Diversification
Jordan Sriharan, multi-asset manager at Canada Life Investments, is another who has felt able to stretch his wings a bit when constructing an income portfolio.
The mandate he runs has an income target of 4 per cent, which is paid out monthly, and in 2023 he reduced his equity allocation by between 10 and 15 per cent, instead deploying the capital into investment-grade bonds.
He says with bond yields sufficiently high, he was able to focus the equity portfolio on stocks with what he believes to be greater growth potential.
Sriharan acknowledges this lower equity allocation may mean he misses out on some stock market growth in the comping period, but says he feels that the economic outlook is sufficiently murky that the level of sacrifice may be quite small in an income portfolio.
From a diversification point of view, McEntegart says the previous hunt for yield from an equity allocation forced investors into having higher levels of exposure to some markets, such as the UK, than they might otherwise have wanted to, but if they use corporate bonds for income they can move between a broader range of equity markets and sectors.
Darius McDermott, investment adviser to the VT Chelsea multi-manager fund range, is another who has upped the exposure to bonds in his income portfolio following a period where they yielded little.

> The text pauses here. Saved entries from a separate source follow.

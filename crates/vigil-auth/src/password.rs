//! Argon2id password hashing.

use std::sync::{Arc, OnceLock};

use argon2::{
    Algorithm, Argon2, Params, Version,
    password_hash::{
        PasswordHash, PasswordHasher as _, PasswordVerifier, SaltString, rand_core::OsRng,
    },
};
use serde::{Deserialize, Serialize};

use super::AuthError;

/// Argon2id cost parameters.
#[derive(Debug, Clone, Copy, PartialEq, Eq, Serialize, Deserialize)]
#[serde(rename_all = "camelCase")]
pub struct HashParams {
    /// Memory cost in KiB.
    pub memory_kib: u32,
    /// Number of passes.
    pub iterations: u32,
    /// Degree of parallelism.
    pub parallelism: u32,
}

impl Default for HashParams {
    fn default() -> Self {
        Self {
            memory_kib: Params::DEFAULT_M_COST,
            iterations: Params::DEFAULT_T_COST,
            parallelism: Params::DEFAULT_P_COST,
        }
    }
}

impl HashParams {
    /// Cheapest parameters Argon2 accepts. Only for tests.
    #[must_use]
    pub const fn insecure_fast() -> Self {
        Self {
            memory_kib: Params::MIN_M_COST,
            iterations: Params::MIN_T_COST,
            parallelism: Params::MIN_P_COST,
        }
    }
}

/// Hashes and verifies passwords. Cheap to clone.
///
/// Both operations are CPU and memory heavy, so the async variants run them
/// on the blocking thread pool.
#[derive(Clone)]
pub struct PasswordHasher {
    inner: Arc<Inner>,
}

struct Inner {
    argon2: Argon2<'static>,
    /// Hash of a random password, verified against when an account is
    /// missing so that lookups cost the same either way.
    dummy_hash: OnceLock<String>,
}

impl PasswordHasher {
    /// Create a hasher with the given cost parameters.
    ///
    /// # Errors
    ///
    /// Returns `Configuration` if Argon2 rejects the parameters.
    pub fn new(params: HashParams) -> Result<Self, AuthError> {
        let params = Params::new(
            params.memory_kib,
            params.iterations,
            params.parallelism,
            None,
        )
        .map_err(|e| AuthError::Configuration(format!("Invalid Argon2 parameters: {e}")))?;

        Ok(Self {
            inner: Arc::new(Inner {
                argon2: Argon2::new(Algorithm::Argon2id, Version::V0x13, params),
                dummy_hash: OnceLock::new(),
            }),
        })
    }

    /// Hash a password into a PHC string.
    ///
    /// # Errors
    ///
    /// Returns `Internal` if hashing fails.
    pub fn hash(&self, password: &str) -> Result<String, AuthError> {
        let salt = SaltString::generate(&mut OsRng);
        self.inner
            .argon2
            .hash_password(password.as_bytes(), &salt)
            .map(|h| h.to_string())
            .map_err(|e| AuthError::Internal(format!("Password hashing failed: {e}")))
    }

    /// Verify a password against a stored PHC string.
    ///
    /// Parameters embedded in the hash take precedence, so hashes produced
    /// with other costs (or Argon2d/Argon2i) still verify.
    ///
    /// # Errors
    ///
    /// Returns `InvalidCredentials` on mismatch and `Internal` if the stored
    /// hash cannot be parsed.
    pub fn verify(&self, password: &str, hash: &str) -> Result<(), AuthError> {
        let parsed = PasswordHash::new(hash)
            .map_err(|e| AuthError::Internal(format!("Invalid stored hash: {e}")))?;

        self.inner
            .argon2
            .verify_password(password.as_bytes(), &parsed)
            .map_err(|_| AuthError::InvalidCredentials)
    }

    /// Burn the same work as a real verification, always failing.
    pub fn verify_dummy(&self, password: &str) {
        let hash = self.inner.dummy_hash.get_or_init(|| {
            let filler = hex::encode(rand::random::<[u8; 16]>());
            self.hash(&filler).unwrap_or_default()
        });
        if !hash.is_empty() {
            let _ = self.verify(password, hash);
        }
    }

    /// [`hash`](Self::hash) on the blocking pool.
    ///
    /// # Errors
    ///
    /// Returns `Internal` if hashing fails or the task panics.
    pub async fn hash_async(&self, password: String) -> Result<String, AuthError> {
        let hasher = self.clone();
        tokio::task::spawn_blocking(move || hasher.hash(&password)).await?
    }

    /// [`verify`](Self::verify) on the blocking pool.
    ///
    /// # Errors
    ///
    /// Same as [`verify`](Self::verify).
    pub async fn verify_async(&self, password: String, hash: String) -> Result<(), AuthError> {
        let hasher = self.clone();
        tokio::task::spawn_blocking(move || hasher.verify(&password, &hash)).await?
    }

    /// [`verify_dummy`](Self::verify_dummy) on the blocking pool.
    ///
    /// # Errors
    ///
    /// Returns `Internal` if the task panics.
    pub async fn verify_dummy_async(&self, password: String) -> Result<(), AuthError> {
        let hasher = self.clone();
        tokio::task::spawn_blocking(move || hasher.verify_dummy(&password)).await?;
        Ok(())
    }
}

impl std::fmt::Debug for PasswordHasher {
    fn fmt(&self, f: &mut std::fmt::Formatter<'_>) -> std::fmt::Result {
        f.debug_struct("PasswordHasher")
            .field("params", self.inner.argon2.params())
            .finish_non_exhaustive()
    }
}

#[cfg(test)]
mod tests {
    use super::*;
    use argon2::password_hash::PasswordHasher as _;

    fn hasher() -> PasswordHasher {
        PasswordHasher::new(HashParams::insecure_fast()).unwrap()
    }

    #[test]
    fn test_hash_and_verify() {
        let hasher = hasher();
        let hash = hasher.hash("password123").unwrap();
        assert!(hash.starts_with("$argon2id$"));
        assert!(hasher.verify("password123", &hash).is_ok());
        assert!(matches!(
            hasher.verify("wrongpassword", &hash),
            Err(AuthError::InvalidCredentials)
        ));
    }

    #[test]
    fn test_salts_differ() {
        let hasher = hasher();
        assert_ne!(hasher.hash("same").unwrap(), hasher.hash("same").unwrap());
    }

    #[test]
    fn test_verifies_hash_with_other_variant_and_costs() {
        let legacy = Argon2::new(
            Algorithm::Argon2d,
            Version::V0x13,
            Params::new(1024, 1, 1, None).unwrap(),
        );
        let salt = SaltString::generate(&mut OsRng);
        let hash = legacy
            .hash_password(b"right password", &salt)
            .unwrap()
            .to_string();
        assert!(hash.starts_with("$argon2d$v=19$m=1024,t=1,p=1$"));

        let hasher = hasher();
        assert!(hasher.verify("right password", &hash).is_ok());
        assert!(hasher.verify("wrong password", &hash).is_err());
    }

    #[test]
    fn test_malformed_stored_hash() {
        let result = hasher().verify("anything", "not-a-phc-string");
        assert!(matches!(result, Err(AuthError::Internal(_))));
    }

    #[test]
    fn test_rejects_invalid_params() {
        let params = HashParams {
            memory_kib: 1,
            iterations: 0,
            parallelism: 0,
        };
        assert!(matches!(
            PasswordHasher::new(params),
            Err(AuthError::Configuration(_))
        ));
    }

    #[tokio::test]
    async fn test_async_variants() {
        let hasher = hasher();
        let hash = hasher.hash_async("secret".to_string()).await.unwrap();
        assert!(hasher.verify_async("secret".to_string(), hash).await.is_ok());
        assert!(hasher.verify_dummy_async("secret".to_string()).await.is_ok());
    }
}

But when it comes to creating his equity exposure, McDermott says his aim is to be “diversified by market cap, geography and investment style, with growth and value funds in the portfolio".
He adds: "We also own Asian, European UK income funds, and some small cap funds, and a pair of global equity income funds, M&G Global Dividend and Guinness Global Income.”
Premier Miton's Jane says: “In the long term, you might expect equities to outperform fixed income, so you tend to be a seller of equity over time to maintain the asset allocation balance. These equity gains are in effect reinvested to increase the more stable, bond income stream.
"As we do not run an income style fund, we own at various times a fair amount of non-dividend paying growth stocks. Gains on these can be regularly reinvested into higher yielding, more mature equities. The key is a consistent and growing income stream from the fund as a whole.
"When equities are weak relative to bonds it is often the case that bond yields are relatively low, so we can reduce bonds in favour of higher yielding equities. These are powerful arguments for a mixed asset approach to income generation.”